The good news is the TSB actually narrows the scope of the new law in certain important respects. It may provide comfort to catalog companies and Internet merchants that maintain relationships with New York affiliates, so long as the remote seller carefully restricts and monitors those relationships.
The New York legislation creates the “presumption” that a remote seller is obligated to collect New York sales/use taxes if it enters into agreements with New York residents for the referral of potential customers through Web site links. The TSB didn’t adopt the most expansive interpretation of this broad statutory language.

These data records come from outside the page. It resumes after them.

//! Profile registry: narrow overrides for fields that need a transformation.
//!
//! A profile is keyed by `(source field, destination type)` and holds a
//! `Transform` whose body is an `Expr` over a single `Param` leaf. The resolver
//! splices the body into projections in place of a direct copy.

use std::collections::BTreeMap;
use std::fmt;
use std::marker::PhantomData;

use crate::ast::{Expr, Func, Path};
use crate::errors::ProfileError;
use crate::shape::Shape;
use crate::value::{FieldType, ValueType};

/// Identifies the entity property a profile applies to.
///
/// Selectors are validated when they are registered, not when they are built:
/// `Selector::from("category.name")` is a valid value that `register` rejects.
#[derive(Clone, Debug, PartialEq)]
pub struct Selector {
    text: String,
    parsed: Result<Expr, String>,
}

impl Selector {
    /// Parse a selector: `score`, `category.name`, `name.trim()` or `upper(name)`.
    #[must_use]
    pub fn parse(text: &str) -> Self {
        Self {
            text: text.to_owned(),
            parsed: SelectorParser::new(text).parse(),
        }
    }

    #[must_use]
    pub fn expr(expr: Expr) -> Self {
        Self {
            text: expr.to_string(),
            parsed: Ok(expr),
        }
    }

    #[must_use]
    pub fn as_str(&self) -> &str {
        &self.text
    }

    /// Resolve to the name of the directly accessed property.
    ///
    /// # Errors
    /// Returns `ProfileError` when the selector does not parse, or is anything but a
    /// bare single-segment property read.
    pub fn direct_member(&self) -> Result<&str, ProfileError> {
        match &self.parsed {
            Err(reason) => Err(ProfileError::InvalidSelector {
                selector: self.text.clone(),
                reason: reason.clone(),
            }),
            Ok(Expr::Member(path)) if path.is_direct() => Ok(path.head()),
            Ok(Expr::Member(path)) => Err(ProfileError::NestedMember {
                selector: path.to_string(),
            }),
            Ok(other) => Err(ProfileError::NotDirectMember {
                selector: other.to_string(),
            }),
        }
    }
}

impl From<&str> for Selector {
    fn from(text: &str) -> Self {
        Selector::parse(text)
    }
}

impl From<Expr> for Selector {
    fn from(expr: Expr) -> Self {
        Selector::expr(expr)
    }
}

impl fmt::Display for Selector {
    fn fmt(&self, f: &mut fmt::Formatter<'_>) -> fmt::Result {
        f.write_str(&self.text)
    }
}

/* ---------- selector parsing ---------- */

struct SelectorParser<'a> {
    src: &'a str,
    pos: usize,
}

impl<'a> SelectorParser<'a> {
    fn new(src: &'a str) -> Self {
        Self { src, pos: 0 }
    }

    fn parse(mut self) -> Result<Expr, String> {
        let expr = self.expr()?;
        self.skip_ws();
        if self.pos < self.src.len() {
            return Err(format!("unexpected input at offset {}", self.pos));
        }
        Ok(expr)
    }

    // expr := term ('.' ident ('(' ')')?)*
    fn expr(&mut self) -> Result<Expr, String> {
        let mut expr = self.term()?;
        while self.eat('.') {
            let name = self.ident()?;
            if self.eat('(') {
                self.expect(')')?;
                let func = Func::from_name(name).ok_or_else(|| format!("unknown method `{name}`"))?;
                expr = Expr::Call(func, vec![expr]);
            } else {
                expr = match expr {
                    Expr::Member(path) => Expr::Member(path.child(name)),
                    other => return Err(format!("cannot read `{name}` of `{other}`")),
                };
            }
        }
        Ok(expr)
    }

    // term := ident '(' (expr (',' expr)*)? ')' | ident
    fn term(&mut self) -> Result<Expr, String> {
        let name = self.ident()?;
        if !self.eat('(') {
            return Ok(Expr::Member(Path::single(name)));
        }
        let func = Func::from_name(name).ok_or_else(|| format!("unknown function `{name}`"))?;
        let mut args = Vec::new();
        if !self.eat(')') {
            loop {
                args.push(self.expr()?);
                if self.eat(')') {
                    break;
                }
                self.expect(',')?;
            }
        }
        Ok(Expr::Call(func, args))
    }

    fn ident(&mut self) -> Result<&'a str, String> {
        self.skip_ws();
        let src: &'a str = self.src;
        let rest = &src[self.pos..];
        let len = rest
            .char_indices()
            .find(|&(i, c)| !(c == '_' || c.is_ascii_alphabetic() || (i > 0 && c.is_ascii_digit())))
            .map_or(rest.len(), |(i, _)| i);
        if len == 0 {
            return Err(format!("expected identifier at offset {}", self.pos));
        }
        self.pos += len;
        Ok(&rest[..len])
    }

    fn eat(&mut self, ch: char) -> bool {
        self.skip_ws();
        if self.src[self.pos..].starts_with(ch) {
            self.pos += ch.len_utf8();
            true
        } else {
            false
        }
    }

    fn expect(&mut self, ch: char) -> Result<(), String> {
        if self.eat(ch) {
            Ok(())
        } else {
            Err(format!("expected `{ch}` at offset {}", self.pos))
        }
    }

    fn skip_ws(&mut self) {
        let rest = &self.src[self.pos..];
        self.pos += rest.len() - rest.trim_start().len();
    }
}

/* ---------- transforms ---------- */

/// A typed transform from a source property type to a destination value type.
#[derive(Clone, Debug, PartialEq)]
pub struct Transform {
    input: FieldType,
    output: FieldType,
    body: Expr,
}

impl Transform {
    /// Transform from `In` to `Out`; the body reads its input through `Expr::param()`.
    ///
    /// ```rust,ignore
    /// Transform::new::<Decimal, i64>(Expr::param().round().to_i64())
    /// ```
    #[must_use]
    pub fn new<In: ValueType, Out: ValueType>(body: Expr) -> Self {
        Self::typed(In::FIELD_TYPE, Out::FIELD_TYPE, body)
    }

    #[must_use]
    pub fn typed(input: FieldType, output: FieldType, body: Expr) -> Self {
        Self {
            input,
            output,
            body,
        }
    }

    #[must_use]
    pub fn input(&self) -> FieldType {
        self.input
    }

    #[must_use]
    pub fn output(&self) -> FieldType {
        self.output
    }

    #[must_use]
    pub fn body(&self) -> &Expr {
        &self.body
    }

    /// Splice the body over `source`, typically `Expr::member(field)`.
    #[must_use]
    pub fn splice(&self, source: &Expr) -> Expr {
        self.body.substitute_param(source)
    }
}

/// Registry key: the source property and the destination value type.
#[derive(Clone, Debug, PartialEq, Eq, Hash, PartialOrd, Ord)]
pub struct ProfileKey {
    pub source: String,
    pub target: FieldType,
}

impl fmt::Display for ProfileKey {
    fn fmt(&self, f: &mut fmt::Formatter<'_>) -> fmt::Result {
        write!(f, "{} -> {}", self.source, self.target)
    }
}

/// Profiles registered for entity shape `E`.
pub struct ProfileRegistry<E: Shape> {
    rules: BTreeMap<ProfileKey, Transform>,
    generation: u64,
    _shape: PhantomData<fn() -> E>,
}

impl<E: Shape> Default for ProfileRegistry<E> {
    fn default() -> Self {
        Self::new()
    }
}

impl<E: Shape> fmt::Debug for ProfileRegistry<E> {
    fn fmt(&self, f: &mut fmt::Formatter<'_>) -> fmt::Result {
        f.debug_struct("ProfileRegistry")
            .field("shape", &E::NAME)
            .field("rules", &self.rules.keys().collect::<Vec<_>>())
            .field("generation", &self.generation)
            .finish()
    }
}

impl<E: Shape> ProfileRegistry<E> {
    #[must_use]
    pub fn new() -> Self {
        Self {
            rules: BTreeMap::new(),
            generation: 0,
            _shape: PhantomData,
        }
    }

    /// Validate and store a profile. The last registration for a key wins.
    ///
    /// # Errors
    /// Returns `ProfileError` when the selector is not a direct readable property of
    /// `E`, when the transform input differs from the property's declared type, or
    /// when the body does not produce the declared output type.
    pub fn register(
        &mut self,
        selector: &Selector,
        transform: Transform,
    ) -> Result<ProfileKey, ProfileError> {
        let name = selector.direct_member()?;
        let field = E::field(name).ok_or_else(|| ProfileError::UnknownField {
            shape: E::NAME,
            field: name.to_owned(),
        })?;
        if !field.readable {
            return Err(ProfileError::NotReadable {
                shape: E::NAME,
                field: name.to_owned(),
            });
        }
        if transform.input != field.ty {
            return Err(ProfileError::SourceTypeMismatch {
                field: name.to_owned(),
                declared: field.ty,
                transform_input: transform.input,
            });
        }
        if let Some(member) = transform.body.members().first() {
            return Err(ProfileError::BodyReadsMember {
                field: name.to_owned(),
                member: member.to_string(),
            });
        }
        let inferred = transform.body.infer_type(Some(transform.input), &|_| None);
        if inferred != Some(transform.output) {
            return Err(ProfileError::BodyTypeMismatch {
                field: name.to_owned(),
                expected: transform.output,
                inferred,
            });
        }

        let key = ProfileKey {
            source: field.name.to_owned(),
            target: transform.output,
        };
        if self.rules.insert(key.clone(), transform).is_some() {
            tracing::debug!(shape = E::NAME, profile = %key, "replaced existing profile");
        }
        self.generation += 1;
        Ok(key)
    }

    #[must_use]
    pub fn lookup(&self, source: &str, target: FieldType) -> Option<&Transform> {
        self.rules.get(&ProfileKey {
            source: source.to_owned(),
            target,
        })
    }

    #[must_use]
    pub fn len(&self) -> usize {
        self.rules.len()
    }

    #[must_use]
    pub fn is_empty(&self) -> bool {
        self.rules.is_empty()
    }

    pub fn iter(&self) -> impl Iterator<Item = (&ProfileKey, &Transform)> {
        self.rules.iter()
    }

    /// Bumped on every successful registration, including re-registrations.
    #[must_use]
    pub fn generation(&self) -> u64 {
        self.generation
    }
}

#[cfg(test)]
#[cfg_attr(coverage_nightly, coverage(off))]
#[path = "profile_tests.rs"]
mod profile_tests;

Instead, it limits the application of the law and makes clear how an out-of-state retailer can rebut the “presumption” and thereby be relieved of use tax collection obligations. The department’s relatively modest approach to enforcement may be part of its effort to defend the constitutionality of this new statute in the face of court challenges filed by Amazon.com and Overstock.com.
Key TSB Provisions
1. Mere advertising on an affiliate’s Web site, including pay-per-click arrangements, won’t give rise to a presumption of tax collection obligations.
The TSB provides that, “A business is not considered a vendor ... merely because the business stores advertising on a server or other computer equipment located in New York State, or has advertising disseminated or displayed on the Internet.”